A rare variant of the piano called the Emánuel Moór Pianoforte has double keyboards, one lying above the other. It was invented by Hungarian composer and pianist, Emánuel Moór (19 February 1863 – 20 October 1931). The lower keyboard has the usual 88 keys, whilst the upper keyboard has 76 keys. When the upper keyboard is played, an internal mechanism pulls down the corresponding key on the lower keyboard, but an octave higher. This lets a pianist reach two octaves with one hand, impossible on a conventional piano. Due to its double keyboard, musical works that were originally created for double-manual harpsichord, such as the Goldberg Variations by Bach, become much easier to play, since playing on a conventional single keyboard piano involves complex and hand-tangling cross-hand movements. The design also features a special fourth pedal that couples the lower and upper keyboard, so when playing on the lower keyboard the note one octave higher also plays. Only about 60 Emánuel Moór Pianofortes were made, mostly by Bösendorfer. Other piano manufacturers, such as Bechstein, Chickering, and Steinway & Sons, also manufactured a few.
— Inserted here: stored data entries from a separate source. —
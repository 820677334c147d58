//! Repository port for process persistence and lookup.

use crate::pagination::{ListQuery, Page};
use crate::process::domain::{Process, ProcessId, ProcessName, ProcessSortField};
use async_trait::async_trait;
use std::sync::Arc;
use thiserror::Error;

/// Result type for process repository operations.
pub type ProcessRepositoryResult<T> = Result<T, ProcessRepositoryError>;

/// List query accepted by [`ProcessRepository::list`].
pub type ProcessListQuery = ListQuery<ProcessSortField>;

/// Process persistence contract.
#[async_trait]
pub trait ProcessRepository: Send + Sync {
    /// Stores a new process.
    ///
    /// # Errors
    ///
    /// Returns [`ProcessRepositoryError::DuplicateProcess`] when the
    /// identifier already exists or
    /// [`ProcessRepositoryError::DuplicateProcessName`] when the name is
    /// taken.
    async fn insert(&self, process: &Process) -> ProcessRepositoryResult<()>;

    /// Finds a process by identifier.
    ///
    /// Returns `None` when the process does not exist.
    async fn find_by_id(&self, id: ProcessId) -> ProcessRepositoryResult<Option<Process>>;

    /// Finds a process by its unique name.
    async fn find_by_name(&self, name: &ProcessName) -> ProcessRepositoryResult<Option<Process>>;

    /// Returns one page of processes matching the query.
    ///
    /// The filter matches name and description, ignoring case.
    async fn list(&self, query: &ProcessListQuery) -> ProcessRepositoryResult<Page<Process>>;
}

/// Errors returned by process repository implementations.
#[derive(Debug, Clone, Error)]
pub enum ProcessRepositoryError {
    /// A process with the same identifier already exists.
    #[error("duplicate process identifier: {0}")]
    DuplicateProcess(ProcessId),

    /// A process with the same name already exists.
    #[error("duplicate process name: {0}")]
    DuplicateProcessName(ProcessName),

    /// Persisted data could not be reconstructed into domain types.
    #[error("invalid persisted data: {0}")]
    InvalidPersistedData(Arc<dyn std::error::Error + Send + Sync>),

    /// Persistence-layer failure.
    #[error("persistence error: {0}")]
    Persistence(Arc<dyn std::error::Error + Send + Sync>),
}

impl ProcessRepositoryError {
    /// Wraps a data-quality or deserialization error from persisted rows.
    pub fn invalid_persisted_data(err: impl std::error::Error + Send + Sync + 'static) -> Self {
        Self::InvalidPersistedData(Arc::new(err))
    }

    /// Wraps a persistence error.
    pub fn persistence(err: impl std::error::Error + Send + Sync + 'static) -> Self {
        Self::Persistence(Arc::new(err))
    }
}
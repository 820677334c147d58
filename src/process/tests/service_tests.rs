//! Unit tests for process catalogue service orchestration.

use std::sync::Arc;

use crate::pagination::ListParams;
use crate::process::{
    adapters::memory::InMemoryProcessRepository,
    domain::ProcessId,
    services::{CreateProcessRequest, ProcessCatalogService, ProcessServiceError},
};
use mockable::DefaultClock;
use rstest::{fixture, rstest};

type TestService = ProcessCatalogService<InMemoryProcessRepository, DefaultClock>;

#[fixture]
fn service() -> TestService {
    ProcessCatalogService::new(
        Arc::new(InMemoryProcessRepository::new()),
        Arc::new(DefaultClock),
    )
}

#[rstest]
#[tokio::test(flavor = "multi_thread")]
async fn create_and_get_process(service: TestService) {
    let created = service
        .create(CreateProcessRequest::new("Leave request"))
        .await
        .expect("creation should succeed");

    let found = service.get(created.id()).await.expect("lookup should succeed");

    assert_eq!(found, created);
}

#[rstest]
#[tokio::test(flavor = "multi_thread")]
async fn missing_name_is_a_validation_error(service: TestService) {
    let result = service
        .create(CreateProcessRequest::default().with_description(Some("no name".to_owned())))
        .await;

    match result {
        Err(ProcessServiceError::Validation(errors)) => assert!(errors.has_field("name")),
        other => panic!("expected validation error, got {other:?}"),
    }
}

#[rstest]
#[tokio::test(flavor = "multi_thread")]
async fn duplicate_name_is_a_validation_error(service: TestService) {
    service
        .create(CreateProcessRequest::new("Leave request"))
        .await
        .expect("first creation should succeed");

    let duplicate = service
        .create(CreateProcessRequest::new("  Leave request  "))
        .await;

    assert!(matches!(duplicate, Err(ProcessServiceError::Validation(_))));
}

#[rstest]
#[tokio::test(flavor = "multi_thread")]
async fn unknown_process_is_not_found(service: TestService) {
    let id = ProcessId::new();
    let result = service.get(id).await;
    assert!(matches!(result, Err(ProcessServiceError::NotFound(missing)) if missing == id));
}

#[rstest]
#[tokio::test(flavor = "multi_thread")]
async fn list_filters_and_sorts_by_name(service: TestService) {
    for name in ["Invoice approval", "Expense claim", "Invoice dispute"] {
        service
            .create(CreateProcessRequest::new(name))
            .await
            .expect("creation should succeed");
    }

    let params = ListParams {
        filter: Some("invoice".to_owned()),
        sort_order: Some("desc".to_owned()),
        ..ListParams::default()
    };
    let (query, page) = service.list(params).await.expect("listing should succeed");

    let names: Vec<&str> = page.items().iter().map(|p| p.name().as_str()).collect();
    assert_eq!(names, ["Invoice dispute", "Invoice approval"]);
    assert_eq!(page.total(), 2);
    assert_eq!(query.filter(), Some("invoice"));
}
//! Adapter implementations for process catalogue ports.

pub mod memory;
pub mod postgres;
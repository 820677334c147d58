//! Domain model for Data Connector configuration.

mod definition;
mod element;
mod error;
mod mapping;

pub use definition::ConnectorDefinition;
pub use element::{BoundDataConnector, DataConnectorElement};
pub use error::ConnectorError;
pub use mapping::{DataMapping, merge_request_data};
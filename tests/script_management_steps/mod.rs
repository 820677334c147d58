//! Step definitions for script management scenarios.

mod given;
mod then;
mod when;
pub mod world;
Pianos have been built with alternative keyboard systems, e.g., the Jankó keyboard.

Pedals

Pianos have had pedals, or some close equivalent, since the earliest days. (In the 18th century, some pianos used levers pressed upward by the player's knee instead of pedals.) Most grand pianos in the US have three pedals: the soft pedal (una corda), sostenuto, and sustain pedal (from left to right, respectively), while in Europe, the standard is two pedals: the soft pedal and the sustain pedal. Most modern upright pianos also have three pedals: soft pedal, practice pedal and sustain pedal, though older or cheaper models may lack the practice pedal. In Europe the standard for upright pianos is two pedals: the soft and the sustain pedals.
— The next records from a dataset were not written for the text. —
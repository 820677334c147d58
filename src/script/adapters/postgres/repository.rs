//! `PostgreSQL` repository implementation for scripts.

use super::{
    models::{NewScriptRow, ScriptChangesetRow, ScriptRow},
    schema::scripts,
};
use crate::db::PgPool;
use crate::pagination::{Page, SortOrder, contains_pattern, folded_order_sql};
use crate::process::domain::ProcessId;
use crate::script::{
    domain::{
        PersistedScriptData, Script, ScriptDescription, ScriptId, ScriptLanguage, ScriptSortField,
        ScriptTitle,
    },
    ports::{ScriptListQuery, ScriptRepository, ScriptRepositoryError, ScriptRepositoryResult},
};
use async_trait::async_trait;
use diesel::dsl::sql;
use diesel::pg::{Pg, PgConnection};
use diesel::prelude::*;
use diesel::result::{DatabaseErrorKind, Error as DieselError};
use diesel::sql_types::{Bool, Text};

type ScriptPredicate = Box<dyn BoxableExpression<scripts::table, Pg, SqlType = Bool>>;

/// Name of the unique index enforcing title uniqueness.
const TITLE_INDEX: &str = "idx_scripts_title";

/// `PostgreSQL`-backed script repository.
#[derive(Debug, Clone)]
pub struct PostgresScriptRepository {
    pool: PgPool,
}

impl PostgresScriptRepository {
    /// Creates a new repository from a `PostgreSQL` connection pool.
    #[must_use]
    pub const fn new(pool: PgPool) -> Self {
        Self { pool }
    }

    async fn run_blocking<F, T>(&self, f: F) -> ScriptRepositoryResult<T>
    where
        F: FnOnce(&mut PgConnection) -> ScriptRepositoryResult<T> + Send + 'static,
        T: Send + 'static,
    {
        let pool = self.pool.clone();
        tokio::task::spawn_blocking(move || {
            let mut connection = pool.get().map_err(ScriptRepositoryError::persistence)?;
            f(&mut connection)
        })
        .await
        .map_err(ScriptRepositoryError::persistence)?
    }
}

#[async_trait]
impl ScriptRepository for PostgresScriptRepository {
    async fn insert(&self, script: &Script) -> ScriptRepositoryResult<()> {
        let script_id = script.id();
        let title = script.title().clone();
        let new_row = NewScriptRow {
            id: script.id().into_inner(),
            process_id: script.process_id().into_inner(),
            title: script.title().as_str().to_owned(),
            description: script.description().as_str().to_owned(),
            language: script.language().as_str().to_owned(),
            code: script.code().to_owned(),
            created_at: script.created_at(),
            updated_at: script.updated_at(),
        };

        self.run_blocking(move |connection| {
            diesel::insert_into(scripts::table)
                .values(&new_row)
                .execute(connection)
                .map_err(|err| match err {
                    DieselError::DatabaseError(DatabaseErrorKind::UniqueViolation, ref info)
                        if info.constraint_name() == Some(TITLE_INDEX) =>
                    {
                        ScriptRepositoryError::DuplicateTitle(title.clone())
                    }
                    DieselError::DatabaseError(DatabaseErrorKind::UniqueViolation, _) => {
                        ScriptRepositoryError::DuplicateScript(script_id)
                    }
                    _ => ScriptRepositoryError::persistence(err),
                })?;
            Ok(())
        })
        .await
    }

    async fn update(&self, script: &Script) -> ScriptRepositoryResult<()> {
        let script_id = script.id();
        let title = script.title().clone();
        let changes = ScriptChangesetRow {
            title: script.title().as_str().to_owned(),
            description: script.description().as_str().to_owned(),
            language: script.language().as_str().to_owned(),
            code: script.code().to_owned(),
            updated_at: script.updated_at(),
        };

        self.run_blocking(move |connection| {
            let updated_count =
                diesel::update(scripts::table.filter(scripts::id.eq(script_id.into_inner())))
                    .set(&changes)
                    .execute(connection)
                    .map_err(|err| match err {
                        DieselError::DatabaseError(DatabaseErrorKind::UniqueViolation, ref info)
                            if info.constraint_name() == Some(TITLE_INDEX) =>
                        {
                            ScriptRepositoryError::DuplicateTitle(title.clone())
                        }
                        _ => ScriptRepositoryError::persistence(err),
                    })?;

            if updated_count == 0 {
                return Err(ScriptRepositoryError::NotFound(script_id));
            }
            Ok(())
        })
        .await
    }

    async fn delete(&self, id: ScriptId) -> ScriptRepositoryResult<()> {
        self.run_blocking(move |connection| {
            let deleted = diesel::delete(scripts::table.filter(scripts::id.eq(id.into_inner())))
                .execute(connection)
                .map_err(ScriptRepositoryError::persistence)?;
            if deleted == 0 {
                return Err(ScriptRepositoryError::NotFound(id));
            }
            Ok(())
        })
        .await
    }

    async fn find_by_id(&self, id: ScriptId) -> ScriptRepositoryResult<Option<Script>> {
        self.run_blocking(move |connection| {
            let row = scripts::table
                .filter(scripts::id.eq(id.into_inner()))
                .select(ScriptRow::as_select())
                .first::<ScriptRow>(connection)
                .optional()
                .map_err(ScriptRepositoryError::persistence)?;
            row.map(row_to_script).transpose()
        })
        .await
    }

    async fn find_by_title(&self, title: &ScriptTitle) -> ScriptRepositoryResult<Option<Script>> {
        let title_str = title.as_str().to_owned();
        self.run_blocking(move |connection| {
            let row = scripts::table
                .filter(scripts::title.eq(&title_str))
                .select(ScriptRow::as_select())
                .first::<ScriptRow>(connection)
                .optional()
                .map_err(ScriptRepositoryError::persistence)?;
            row.map(row_to_script).transpose()
        })
        .await
    }

    async fn list_for_process(
        &self,
        process_id: ProcessId,
        query: &ScriptListQuery,
    ) -> ScriptRepositoryResult<Page<Script>> {
        let process_uuid = process_id.into_inner();
        let pattern = query.filter().map(contains_pattern);
        let sort = query.sort();
        let page = query.page();
        let limit = i64::from(page.per_page());
        let offset = i64::try_from(page.offset()).map_err(ScriptRepositoryError::persistence)?;

        self.run_blocking(move |connection| {
            let total: i64 = scripts::table
                .filter(scope_predicate(process_uuid, pattern.as_deref()))
                .count()
                .get_result(connection)
                .map_err(ScriptRepositoryError::persistence)?;

            let filtered = scripts::table
                .filter(scope_predicate(process_uuid, pattern.as_deref()))
                .select(ScriptRow::as_select())
                .into_boxed();
            let select = match (sort.field(), sort.order()) {
                (ScriptSortField::Title, order) => {
                    filtered.order(sql::<Text>(&folded_order_sql("title", order)))
                }
                (ScriptSortField::Description, order) => {
                    filtered.order(sql::<Text>(&folded_order_sql("description", order)))
                }
                (ScriptSortField::Language, SortOrder::Asc) => {
                    filtered.order(scripts::language.asc())
                }
                (ScriptSortField::Language, SortOrder::Desc) => {
                    filtered.order(scripts::language.desc())
                }
                (ScriptSortField::CreatedAt, SortOrder::Asc) => {
                    filtered.order(scripts::created_at.asc())
                }
                (ScriptSortField::CreatedAt, SortOrder::Desc) => {
                    filtered.order(scripts::created_at.desc())
                }
                (ScriptSortField::UpdatedAt, SortOrder::Asc) => {
                    filtered.order(scripts::updated_at.asc())
                }
                (ScriptSortField::UpdatedAt, SortOrder::Desc) => {
                    filtered.order(scripts::updated_at.desc())
                }
            };

            let rows = select
                .then_order_by(scripts::id.asc())
                .limit(limit)
                .offset(offset)
                .load::<ScriptRow>(connection)
                .map_err(ScriptRepositoryError::persistence)?;

            let items = rows
                .into_iter()
                .map(row_to_script)
                .collect::<ScriptRepositoryResult<Vec<_>>>()?;
            let total =
                u64::try_from(total).map_err(ScriptRepositoryError::invalid_persisted_data)?;
            Ok(Page::new(items, total, page))
        })
        .await
    }
}

fn scope_predicate(process_uuid: uuid::Uuid, pattern: Option<&str>) -> ScriptPredicate {
    let scoped = scripts::process_id.eq(process_uuid);
    match pattern {
        None => Box::new(scoped),
        Some(pattern) => Box::new(
            scoped.and(
                scripts::title
                    .ilike(pattern.to_owned())
                    .or(scripts::description.ilike(pattern.to_owned()))
                    .or(scripts::language.ilike(pattern.to_owned())),
            ),
        ),
    }
}

fn row_to_script(row: ScriptRow) -> ScriptRepositoryResult<Script> {
    let ScriptRow {
        id,
        process_id,
        title,
        description,
        language,
        code,
        created_at,
        updated_at,
    } = row;

    let data = PersistedScriptData {
        id: ScriptId::from_uuid(id),
        process_id: ProcessId::from_uuid(process_id),
        title: ScriptTitle::new(title).map_err(ScriptRepositoryError::invalid_persisted_data)?,
        description: ScriptDescription::new(description)
            .map_err(ScriptRepositoryError::invalid_persisted_data)?,
        language: ScriptLanguage::try_from(language.as_str())
            .map_err(ScriptRepositoryError::invalid_persisted_data)?,
        code,
        created_at,
        updated_at,
    };
    Ok(Script::from_persisted(data))
}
The sustain pedal (or, damper pedal) is often simply called "the pedal", since it is the most frequently used. It is placed as the rightmost pedal in the group. It lifts the dampers from all keys, sustaining all played notes. In addition, it alters the overall tone by allowing all strings, including those not directly played, to reverberate. When all of the other strings on the piano can vibrate, this allows sympathetic vibration of strings that are harmonically related to the sounded pitches. For example, if the pianist plays the 440 Hz "A" note, the higher octave "A" notes will also sound sympathetically.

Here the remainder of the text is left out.